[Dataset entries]
--*--

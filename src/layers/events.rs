//! Transient event engine.
//!
//! Every short sound in the scene — a breaking wave, a tidal-pool drip, a
//! distant gull — follows the same lifecycle: a scheduler draws how many
//! events occur, where each starts, how long it lasts and how hard it hits;
//! a per-type voice synthesizes the waveform; the result is overlap-added
//! into the master buffer. The three voices only differ in their synthesis
//! parameters, so the scheduling skeleton lives here once and the voices
//! implement [`EventVoice`].
//!
//! Degenerate draws (zero-length phases, offsets with no room left) are
//! clamped to the nearest valid value. The engine always produces some
//! valid waveform; it never propagates a scheduling error.

use rand::Rng;
use rand_pcg::Pcg32;

use crate::dsp::filter::IirFilter;
use crate::engine::AudioBuffer;
use crate::synth::primitives::{
    decaying_tone, exponential_decay, gaussian_noise, power_buildup, sine_wave, TWO_PI,
};

/// One scheduled transient. Created by the scheduler, consumed immediately
/// by the voice, never persisted.
#[derive(Debug, Clone, Copy)]
pub struct TransientEvent {
    /// Start offset in samples
    pub start: usize,
    /// Total duration in samples (>= 1)
    pub duration: usize,
    /// Peak intensity in the voice's range
    pub intensity: f32,
}

/// A transient sound type: how often it happens and what it sounds like.
pub trait EventVoice {
    /// Voice name for logging
    fn name(&self) -> &'static str;

    /// Number of events for a rendering of `duration_seconds`.
    fn event_count(&self, duration_seconds: f64, rng: &mut Pcg32) -> usize;

    /// Event duration range in seconds (inclusive)
    fn duration_range_secs(&self) -> (f32, f32);

    /// Event intensity range (inclusive)
    fn intensity_range(&self) -> (f32, f32);

    /// Synthesize one event's waveform, exactly `event.duration` samples.
    fn synthesize(&self, event: &TransientEvent, sample_rate: u32, rng: &mut Pcg32) -> Vec<f32>;
}

/// Schedule and render all of a voice's events into the buffer.
pub fn render_events<V: EventVoice>(voice: &V, buffer: &mut AudioBuffer, rng: &mut Pcg32) {
    if buffer.is_empty() {
        return;
    }
    let count = voice.event_count(buffer.duration(), rng);
    if count == 0 {
        return;
    }

    let sr = buffer.sample_rate();
    let (lo_secs, hi_secs) = voice.duration_range_secs();
    let min_duration = ((lo_secs * sr as f32) as usize).max(1);
    let max_duration = ((hi_secs * sr as f32) as usize).max(min_duration);
    let (lo_int, hi_int) = voice.intensity_range();

    log::debug!("{}: scheduling {} events", voice.name(), count);

    for _ in 0..count {
        // Leave room for the maximum duration; a buffer shorter than one
        // event clamps the start to 0 and relies on mix_at truncation.
        let start = if buffer.len() > max_duration {
            rng.gen_range(0..buffer.len() - max_duration)
        } else {
            0
        };
        let event = TransientEvent {
            start,
            duration: rng.gen_range(min_duration..=max_duration),
            intensity: rng.gen_range(lo_int..=hi_int),
        };
        let waveform = voice.synthesize(&event, sr, rng);
        buffer.mix_at(event.start, &waveform);
    }
}

// ------------------------------- Wave breaks -------------------------------

/// Shore wave breaking: approach, crash, retreat.
#[derive(Debug, Clone, Copy)]
pub struct WaveBreak {
    /// Average breaks per second
    pub density: f32,
}

impl WaveBreak {
    pub fn new(density: f32) -> Self {
        Self {
            density: density.max(0.0),
        }
    }

    /// Rising wave front: a single sine under a quadratic buildup.
    fn approach(n: usize, intensity: f32, sr: u32, rng: &mut Pcg32) -> Vec<f32> {
        let freq = rng.gen_range(100.0..300.0);
        let env = power_buildup(n, 2.0);
        sine_wave(n, freq, 0.0, sr)
            .iter()
            .zip(env.iter())
            .map(|(s, e)| intensity * 0.3 * s * e)
            .collect()
    }

    /// Main impact: low thud, mid splash, high spray, and shaped noise.
    fn crash(n: usize, intensity: f32, sr: u32, rng: &mut Pcg32) -> Vec<f32> {
        let low_freq = rng.gen_range(80.0..200.0);
        let mid_freq = rng.gen_range(500.0..1500.0);
        let high_freq = rng.gen_range(2000.0..6000.0);

        let low = sine_wave(n, low_freq, 0.0, sr);
        let mid = sine_wave(n, mid_freq, 0.0, sr);
        let high = sine_wave(n, high_freq, 0.0, sr);
        let mid_env = exponential_decay(n, 8.0, sr);
        let high_env = exponential_decay(n, 12.0, sr);
        let noise = gaussian_noise(n, 0.5, rng);

        (0..n)
            .map(|i| {
                intensity * 0.8 * low[i]
                    + intensity * 0.6 * mid[i] * mid_env[i]
                    + intensity * 0.4 * high[i] * high_env[i]
                    + intensity * 0.3 * noise[i] * mid_env[i]
            })
            .collect()
    }

    /// Receding water: foam hiss, popping bubbles, low drainage.
    fn retreat(n: usize, intensity: f32, sr: u32, rng: &mut Pcg32) -> Vec<f32> {
        // Foam hiss: low-passed noise under a slow decay
        let foam_cutoff = rng.gen_range(0.1..0.3);
        let foam_filter = IirFilter::single_pole_lowpass(foam_cutoff);
        let foam_noise = gaussian_noise(n, intensity * 0.2, rng);
        let foam = foam_filter.apply(&foam_noise);
        let foam_env = exponential_decay(n, 3.0, sr);

        // Bubble sub-scheduler: density scales with the retreat window
        let mut bubbles = vec![0.0f32; n];
        let num_bubbles = (n as f32 * 0.01).round() as usize;
        for _ in 0..num_bubbles {
            let pos = if n > 100 { rng.gen_range(0..n - 100) } else { 0 };
            let dur = rng.gen_range(20..=100).min(n.max(1));
            let freq = rng.gen_range(800.0..3000.0);
            let bubble_intensity = rng.gen_range(0.01..0.05) * intensity;
            let pop = decaying_tone(dur, freq, 20.0, sr);
            let end = (pos + dur).min(n);
            for (i, sample) in bubbles[pos..end].iter_mut().enumerate() {
                *sample += bubble_intensity * pop[i];
            }
        }

        // Drainage: low sine draining away
        let drainage_freq = rng.gen_range(50.0..150.0);
        let drainage = decaying_tone(n, drainage_freq, 2.0, sr);

        (0..n)
            .map(|i| foam[i] * foam_env[i] + bubbles[i] + intensity * 0.2 * drainage[i])
            .collect()
    }
}

impl EventVoice for WaveBreak {
    fn name(&self) -> &'static str {
        "wave_breaks"
    }

    fn event_count(&self, duration_seconds: f64, _rng: &mut Pcg32) -> usize {
        (duration_seconds * self.density as f64).round() as usize
    }

    fn duration_range_secs(&self) -> (f32, f32) {
        (0.05, 0.2)
    }

    fn intensity_range(&self) -> (f32, f32) {
        (0.1, 0.8)
    }

    fn synthesize(&self, event: &TransientEvent, sample_rate: u32, rng: &mut Pcg32) -> Vec<f32> {
        let n = event.duration;
        let approach_len = (n as f32 * 0.3) as usize;
        let crash_len = (n as f32 * 0.4) as usize;
        let retreat_len = n - approach_len - crash_len;

        let mut waveform = Self::approach(approach_len, event.intensity, sample_rate, rng);
        waveform.extend(Self::crash(crash_len, event.intensity, sample_rate, rng));
        waveform.extend(Self::retreat(retreat_len, event.intensity, sample_rate, rng));
        debug_assert_eq!(waveform.len(), n);
        waveform
    }
}

// ------------------------------- Tidal pool --------------------------------

/// Water on rock: short drips and splashes around tidal pools.
#[derive(Debug, Clone, Copy)]
pub struct TidalPool {
    /// Average events per second
    pub density: f32,
}

impl TidalPool {
    pub fn new(density: f32) -> Self {
        Self {
            density: density.max(0.0),
        }
    }
}

impl EventVoice for TidalPool {
    fn name(&self) -> &'static str {
        "tidal_pool"
    }

    fn event_count(&self, duration_seconds: f64, _rng: &mut Pcg32) -> usize {
        (duration_seconds * self.density as f64).round() as usize
    }

    fn duration_range_secs(&self) -> (f32, f32) {
        (0.01, 0.05)
    }

    fn intensity_range(&self) -> (f32, f32) {
        (0.02, 0.15)
    }

    fn synthesize(&self, event: &TransientEvent, sample_rate: u32, rng: &mut Pcg32) -> Vec<f32> {
        let n = event.duration;
        let intensity = event.intensity;

        if rng.gen::<f32>() < 0.6 {
            // Drip: bare decaying tone
            let freq = rng.gen_range(800.0..2500.0);
            decaying_tone(n, freq, 15.0, sample_rate)
                .iter()
                .map(|s| intensity * s)
                .collect()
        } else {
            // Splash: tone plus noise under a faster decay
            let freq = rng.gen_range(1500.0..4000.0);
            let env = exponential_decay(n, 20.0, sample_rate);
            let tone = sine_wave(n, freq, 0.0, sample_rate);
            let noise = gaussian_noise(n, 1.0, rng);
            (0..n)
                .map(|i| intensity * env[i] * (0.7 * tone[i] + 0.3 * noise[i]))
                .collect()
        }
    }
}

// -------------------------------- Gull calls -------------------------------

/// Occasional distant gull calls: frequency-modulated cries kept quiet
/// enough to read as far away.
#[derive(Debug, Clone, Copy)]
pub struct GullCall {
    /// Probability that any calls occur at all in one render
    pub probability: f32,
}

impl GullCall {
    pub fn new(probability: f32) -> Self {
        Self {
            probability: probability.clamp(0.0, 1.0),
        }
    }
}

impl EventVoice for GullCall {
    fn name(&self) -> &'static str {
        "gull_calls"
    }

    fn event_count(&self, _duration_seconds: f64, rng: &mut Pcg32) -> usize {
        if self.probability > 0.0 && rng.gen::<f32>() < self.probability {
            rng.gen_range(1..=3)
        } else {
            0
        }
    }

    fn duration_range_secs(&self) -> (f32, f32) {
        (0.2, 0.5)
    }

    fn intensity_range(&self) -> (f32, f32) {
        (0.02, 0.08)
    }

    fn synthesize(&self, event: &TransientEvent, sample_rate: u32, rng: &mut Pcg32) -> Vec<f32> {
        let n = event.duration;
        let intensity = event.intensity;
        let sr = sample_rate as f32;

        let base_freq: f32 = rng.gen_range(800.0..1500.0);
        let noise = gaussian_noise(n, 1.0, rng);

        (0..n)
            .map(|i| {
                let t = i as f32 / sr;
                // Slow vibrato, ±30% of the base frequency at 3 Hz
                let freq = base_freq + base_freq * 0.3 * (TWO_PI * 3.0 * t).sin();
                // Attack-release shape: fast rise, slow fade
                let env = (-0.5 * t).exp() * (1.0 - (-5.0 * t).exp());
                intensity * env * ((TWO_PI * freq * t).sin() + 0.1 * noise[i])
            })
            .collect()
    }
}

#[cfg(test)]
mod tests {
    use super::*;
    use rand::SeedableRng;

    fn rng(seed: u64) -> Pcg32 {
        Pcg32::seed_from_u64(seed)
    }

    #[test]
    fn test_wave_break_event_count_scales_with_duration() {
        let voice = WaveBreak::new(8.0);
        assert_eq!(voice.event_count(1.0, &mut rng(0)), 8);
        assert_eq!(voice.event_count(10.0, &mut rng(0)), 80);
        assert_eq!(voice.event_count(0.0, &mut rng(0)), 0);
    }

    #[test]
    fn test_zero_density_renders_nothing() {
        let mut buf = AudioBuffer::silent(44100, 44100);
        render_events(&WaveBreak::new(0.0), &mut buf, &mut rng(1));
        render_events(&TidalPool::new(0.0), &mut buf, &mut rng(2));
        render_events(&GullCall::new(0.0), &mut buf, &mut rng(3));
        assert!(buf.samples().iter().all(|&s| s == 0.0));
    }

    #[test]
    fn test_wave_break_waveform_length_and_validity() {
        let voice = WaveBreak::new(8.0);
        let mut r = rng(9);
        for duration in [1usize, 2, 3, 10, 2205, 8820] {
            let event = TransientEvent {
                start: 0,
                duration,
                intensity: 0.5,
            };
            let w = voice.synthesize(&event, 44100, &mut r);
            assert_eq!(w.len(), duration);
            assert!(w.iter().all(|s| s.is_finite()));
        }
    }

    #[test]
    fn test_tidal_pool_waveform_decays() {
        let voice = TidalPool::new(15.0);
        let event = TransientEvent {
            start: 0,
            duration: 2205,
            intensity: 0.15,
        };
        let w = voice.synthesize(&event, 44100, &mut rng(4));
        let head: f32 = w[..200].iter().map(|s| s.abs()).fold(0.0, f32::max);
        let tail: f32 = w[2000..].iter().map(|s| s.abs()).fold(0.0, f32::max);
        assert!(tail < head);
    }

    #[test]
    fn test_gull_call_stays_distant() {
        let voice = GullCall::new(1.0);
        let event = TransientEvent {
            start: 0,
            duration: 22050,
            intensity: 0.08,
        };
        let w = voice.synthesize(&event, 44100, &mut rng(5));
        assert_eq!(w.len(), 22050);
        // 0.08 intensity with |sin + 0.1·noise| rarely exceeding ~1.5
        assert!(w.iter().all(|s| s.abs() < 0.3));
    }

    #[test]
    fn test_gull_count_respects_probability() {
        let always = GullCall::new(1.0);
        let never = GullCall::new(0.0);
        for seed in 0..16 {
            let c = always.event_count(10.0, &mut rng(seed));
            assert!((1..=3).contains(&c));
            assert_eq!(never.event_count(10.0, &mut rng(seed)), 0);
        }
    }

    #[test]
    fn test_events_never_write_past_buffer_end() {
        // Buffer shorter than one maximum event: starts clamp to 0 and the
        // overlap-add truncates. Must not panic.
        let mut buf = AudioBuffer::silent(100, 44100);
        render_events(&WaveBreak::new(8.0), &mut buf, &mut rng(6));
        render_events(&TidalPool::new(15.0), &mut buf, &mut rng(7));
        render_events(&GullCall::new(1.0), &mut buf, &mut rng(8));
        assert_eq!(buf.len(), 100);
        assert!(buf.is_valid());
    }

    #[test]
    fn test_events_are_deterministic_per_seed() {
        let mut a = AudioBuffer::silent(44100, 44100);
        let mut b = AudioBuffer::silent(44100, 44100);
        render_events(&WaveBreak::new(8.0), &mut a, &mut rng(42));
        render_events(&WaveBreak::new(8.0), &mut b, &mut rng(42));
        assert_eq!(a.samples(), b.samples());
    }

    #[test]
    fn test_events_populate_buffer() {
        let mut buf = AudioBuffer::silent(44100, 44100);
        render_events(&TidalPool::new(15.0), &mut buf, &mut rng(11));
        assert!(buf.samples().iter().any(|&s| s != 0.0));
    }
}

--*--

__EXERCISE DESCRIPTION__: Please output only the lines from the first line of the entries through the line with "pub fn render_events<V: EventVoice>(voice: &V, buffer: &mut", both included, exactly as written.

__TASK OUTPUT__:
filename src/layers/events.rs
//! Transient event engine.
//!
//! Every short sound in the scene — a breaking wave, a tidal-pool drip, a
//! distant gull — follows the same lifecycle: a scheduler draws how many
//! events occur, where each starts, how long it lasts and how hard it hits;
//! a per-type voice synthesizes the waveform; the result is overlap-added
//! into the master buffer. The three voices only differ in their synthesis
//! parameters, so the scheduling skeleton lives here once and the voices
//! implement [`EventVoice`].
//!
//! Degenerate draws (zero-length phases, offsets with no room left) are
//! clamped to the nearest valid value. The engine always produces some
//! valid waveform; it never propagates a scheduling error.

use rand::Rng;
use rand_pcg::Pcg32;

use crate::dsp::filter::IirFilter;
use crate::engine::AudioBuffer;
use crate::synth::primitives::{
    decaying_tone, exponential_decay, gaussian_noise, power_buildup, sine_wave, TWO_PI,
};

/// One scheduled transient. Created by the scheduler, consumed immediately
/// by the voice, never persisted.
#[derive(Debug, Clone, Copy)]
pub struct TransientEvent {
    /// Start offset in samples
    pub start: usize,
    /// Total duration in samples (>= 1)
    pub duration: usize,
    /// Peak intensity in the voice's range
    pub intensity: f32,
}

/// A transient sound type: how often it happens and what it sounds like.
pub trait EventVoice {
    /// Voice name for logging
    fn name(&self) -> &'static str;

    /// Number of events for a rendering of `duration_seconds`.
    fn event_count(&self, duration_seconds: f64, rng: &mut Pcg32) -> usize;

    /// Event duration range in seconds (inclusive)
    fn duration_range_secs(&self) -> (f32, f32);

    /// Event intensity range (inclusive)
    fn intensity_range(&self) -> (f32, f32);

    /// Synthesize one event's waveform, exactly `event.duration` samples.
    fn synthesize(&self, event: &TransientEvent, sample_rate: u32, rng: &mut Pcg32) -> Vec<f32>;
}

/// Schedule and render all of a voice's events into the buffer.
pub fn render_events<V: EventVoice>(voice: &V, buffer: &mut AudioBuffer, rng: &mut Pcg32) {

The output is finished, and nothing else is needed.